The collective misjudgment of the costs makes it clear that there is still much need for clarification. But more importantly, consumers also pay attention to and use the information provided to them. Banks and intermediaries are obliged by law to a maximum of transparency. Before signing, borrowers can see in detail how much the costs are and how they are made up.
Another result of the survey: Almost three quarters of Germans do not speak about loans – at least not outside the family. The result is not all that surprising. In Germany money is rarely talked about. There is nothing wrong with that.
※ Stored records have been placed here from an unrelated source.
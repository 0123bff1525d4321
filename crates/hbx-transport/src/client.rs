//! HTTP client for the Hummingbot API.
//!
//! Every call carries Basic Auth and a per-call timeout. Transient
//! failures (connect/timeout/5xx) are retried with a fixed delay up to
//! the policy budget; the retry loop checks the cancellation token
//! between attempts, never mid-request.

use crate::auth::Credentials;
use crate::error::{connectivity_hint, TransportError, TransportResult};
use crate::policy::RetryPolicy;
use reqwest::{Method, StatusCode};
use serde_json::Value;
use std::time::Duration;
use tokio_util::sync::CancellationToken;
use tracing::{debug, info, warn};

/// Default per-call timeout.
pub const DEFAULT_TIMEOUT: Duration = Duration::from_secs(30);

/// Authenticated transport to one Hummingbot API server.
pub struct ApiTransport {
    client: reqwest::Client,
    base_url: String,
    credentials: Credentials,
    policy: RetryPolicy,
    cancel: CancellationToken,
}

impl ApiTransport {
    /// Create a transport with the default timeout and retry policy.
    pub fn new(base_url: impl Into<String>, credentials: Credentials) -> TransportResult<Self> {
        Self::with_options(
            base_url,
            credentials,
            DEFAULT_TIMEOUT,
            RetryPolicy::default(),
            CancellationToken::new(),
        )
    }

    /// Create a transport with explicit timeout, retry policy, and
    /// cancellation token.
    pub fn with_options(
        base_url: impl Into<String>,
        credentials: Credentials,
        timeout: Duration,
        policy: RetryPolicy,
        cancel: CancellationToken,
    ) -> TransportResult<Self> {
        let client = reqwest::Client::builder()
            .timeout(timeout)
            .build()
            .map_err(|e| TransportError::Client(e.to_string()))?;

        Ok(Self {
            client,
            base_url: base_url.into().trim_end_matches('/').to_string(),
            credentials,
            policy,
            cancel,
        })
    }

    /// Base URL this transport talks to.
    pub fn base_url(&self) -> &str {
        &self.base_url
    }

    /// Username the transport authenticates as (password stays private).
    pub fn identity(&self) -> String {
        self.credentials.masked()
    }

    /// Token that aborts the retry loop between attempts.
    pub fn cancellation_token(&self) -> &CancellationToken {
        &self.cancel
    }

    /// Perform a request with retry on transient failure.
    ///
    /// Returns the parsed JSON response body (`Value::Null` for empty
    /// bodies). A body carrying a `detail` field is a server-reported
    /// error regardless of HTTP status and surfaces as `Validation`.
    pub async fn request(
        &self,
        method: Method,
        path: &str,
        body: Option<&Value>,
    ) -> TransportResult<Value> {
        let url = format!("{}/{}", self.base_url, path.trim_start_matches('/'));
        let mut attempt = 0u32;

        loop {
            attempt += 1;
            if self.cancel.is_cancelled() {
                return Err(TransportError::Cancelled);
            }

            match self.execute_once(&method, &url, body).await {
                Ok(value) => {
                    if attempt > 1 {
                        info!(url = %url, attempt, "request succeeded after retry");
                    }
                    return Ok(value);
                }
                Err(err) if self.policy.should_retry(&err, attempt) => {
                    warn!(
                        url = %url,
                        attempt,
                        max_attempts = self.policy.max_retries,
                        error = %err,
                        "transient failure, retrying"
                    );
                    tokio::select! {
                        _ = self.cancel.cancelled() => return Err(TransportError::Cancelled),
                        _ = tokio::time::sleep(self.policy.delay) => {}
                    }
                }
                Err(err) => return Err(err),
            }
        }
    }

    /// GET a path.
    pub async fn get(&self, path: &str) -> TransportResult<Value> {
        self.request(Method::GET, path, None).await
    }

    /// POST a JSON body to a path.
    pub async fn post(&self, path: &str, body: &Value) -> TransportResult<Value> {
        self.request(Method::POST, path, Some(body)).await
    }

    /// DELETE a path.
    pub async fn delete(&self, path: &str) -> TransportResult<Value> {
        self.request(Method::DELETE, path, None).await
    }

    async fn execute_once(
        &self,
        method: &Method,
        url: &str,
        body: Option<&Value>,
    ) -> TransportResult<Value> {
        debug!(method = %method, url = %url, user = %self.credentials.username(), "API request");

        let mut request = self
            .client
            .request(method.clone(), url)
            .basic_auth(self.credentials.username(), Some(self.credentials.password()));
        if let Some(body) = body {
            request = request.json(body);
        }

        let response = request.send().await.map_err(|e| {
            let message = if e.is_timeout() {
                "request timed out".to_string()
            } else if e.is_connect() {
                format!("connection failed: {e}")
            } else {
                e.to_string()
            };
            TransportError::Connectivity {
                url: url.to_string(),
                message,
                hint: connectivity_hint(url),
            }
        })?;

        let status = response.status();
        let text = response
            .text()
            .await
            .map_err(|e| TransportError::Decode {
                url: url.to_string(),
                message: e.to_string(),
            })?;

        self.classify(url, status, text)
    }

    fn classify(&self, url: &str, status: StatusCode, text: String) -> TransportResult<Value> {
        if status == StatusCode::UNAUTHORIZED {
            return Err(TransportError::Authentication {
                url: url.to_string(),
                username: self.credentials.username().to_string(),
            });
        }

        if status.is_success() {
            let value: Value = if text.trim().is_empty() {
                Value::Null
            } else {
                serde_json::from_str(&text).map_err(|e| TransportError::Decode {
                    url: url.to_string(),
                    message: format!("{e} (body: {})", truncate(&text)),
                })?
            };
            // The API distinguishes error payloads by the presence of a
            // `detail` field, even under a success status.
            if let Some(detail) = extract_detail(&value) {
                return Err(TransportError::Validation {
                    url: url.to_string(),
                    detail,
                });
            }
            return Ok(value);
        }

        let detail = serde_json::from_str::<Value>(&text)
            .ok()
            .as_ref()
            .and_then(extract_detail)
            .unwrap_or_else(|| truncate(&text));

        match status.as_u16() {
            400 | 422 => Err(TransportError::Validation {
                url: url.to_string(),
                detail,
            }),
            404 => Err(TransportError::NotFound {
                url: url.to_string(),
                detail,
            }),
            409 => Err(TransportError::Conflict {
                url: url.to_string(),
                detail,
            }),
            s if s >= 500 => Err(TransportError::Server {
                url: url.to_string(),
                status: s,
                body: truncate(&text),
            }),
            s => Err(TransportError::UnexpectedStatus {
                url: url.to_string(),
                status: s,
                body: truncate(&text),
            }),
        }
    }
}

/// Pull the `detail` field out of an error payload.
fn extract_detail(value: &Value) -> Option<String> {
    let detail = value.as_object()?.get("detail")?;
    Some(match detail {
        Value::String(s) => s.clone(),
        other => other.to_string(),
    })
}

fn truncate(text: &str) -> String {
    const MAX: usize = 256;
    if text.len() <= MAX {
        text.to_string()
    } else {
        format!("{}...", &text[..MAX])
    }
}

#[cfg(test)]
mod tests {
    use super::*;

    fn transport() -> ApiTransport {
        ApiTransport::new("http://localhost:8000/", Credentials::default()).unwrap()
    }

    #[test]
    fn test_base_url_trailing_slash_stripped() {
        assert_eq!(transport().base_url(), "http://localhost:8000");
    }

    #[test]
    fn test_extract_detail_variants() {
        let err = serde_json::json!({"detail": "Executor not found"});
        assert_eq!(extract_detail(&err), Some("Executor not found".to_string()));

        let structured = serde_json::json!({"detail": {"field": "stop_loss"}});
        assert_eq!(
            extract_detail(&structured),
            Some("{\"field\":\"stop_loss\"}".to_string())
        );

        let ok = serde_json::json!({"id": "abc"});
        assert_eq!(extract_detail(&ok), None);
        assert_eq!(extract_detail(&Value::Null), None);
    }

    #[test]
    fn test_classify_statuses() {
        let t = transport();
        let url = "http://localhost:8000/api/v1/executors";

        assert!(matches!(
            t.classify(url, StatusCode::UNAUTHORIZED, String::new()),
            Err(TransportError::Authentication { .. })
        ));
        assert!(matches!(
            t.classify(url, StatusCode::NOT_FOUND, "{\"detail\":\"gone\"}".into()),
            Err(TransportError::NotFound { .. })
        ));
        assert!(matches!(
            t.classify(url, StatusCode::CONFLICT, "{\"detail\":\"exists\"}".into()),
            Err(TransportError::Conflict { .. })
        ));
        assert!(matches!(
            t.classify(url, StatusCode::UNPROCESSABLE_ENTITY, "{}".into()),
            Err(TransportError::Validation { .. })
        ));
        assert!(matches!(
            t.classify(url, StatusCode::BAD_GATEWAY, String::new()),
            Err(TransportError::Server { status: 502, .. })
        ));
        assert!(matches!(
            t.classify(url, StatusCode::IM_A_TEAPOT, String::new()),
            Err(TransportError::UnexpectedStatus { status: 418, .. })
        ));
    }

    #[test]
    fn test_success_with_detail_is_error() {
        let t = transport();
        let result = t.classify(
            "http://localhost:8000/api/v1/executors",
            StatusCode::OK,
            "{\"detail\":\"invalid executor_config\"}".into(),
        );
        assert!(matches!(result, Err(TransportError::Validation { detail, .. })
            if detail == "invalid executor_config"));
    }

    #[test]
    fn test_success_empty_body_is_null() {
        let t = transport();
        let value = t
            .classify("http://localhost:8000/x", StatusCode::OK, String::new())
            .unwrap();
        assert!(value.is_null());
    }
}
If the topic of credit is hushed up in the circle of acquaintances, however, an important information channel is eliminated, because tips from friends and acquaintances in the search for a favorable offer do not help.
The image of loans is largely neutral in the perception of consumers.
According to the survey, almost four-fifths of Germans rate loans neither positively nor negatively. However, just 38 percent of respondents had ever taken a loan. This suggests that many consumers still have contact.
A considerable part of the Germans could benefit from an installment loan. Millions of federal citizens use their credit account debit regularly or even continuously and pay hundreds of usd too many interest rates to their bank each year. This could be with a favorable rescheduling as well put a stop to the same high interest rates at many dealers and mail order financing, which are often only visually favorable.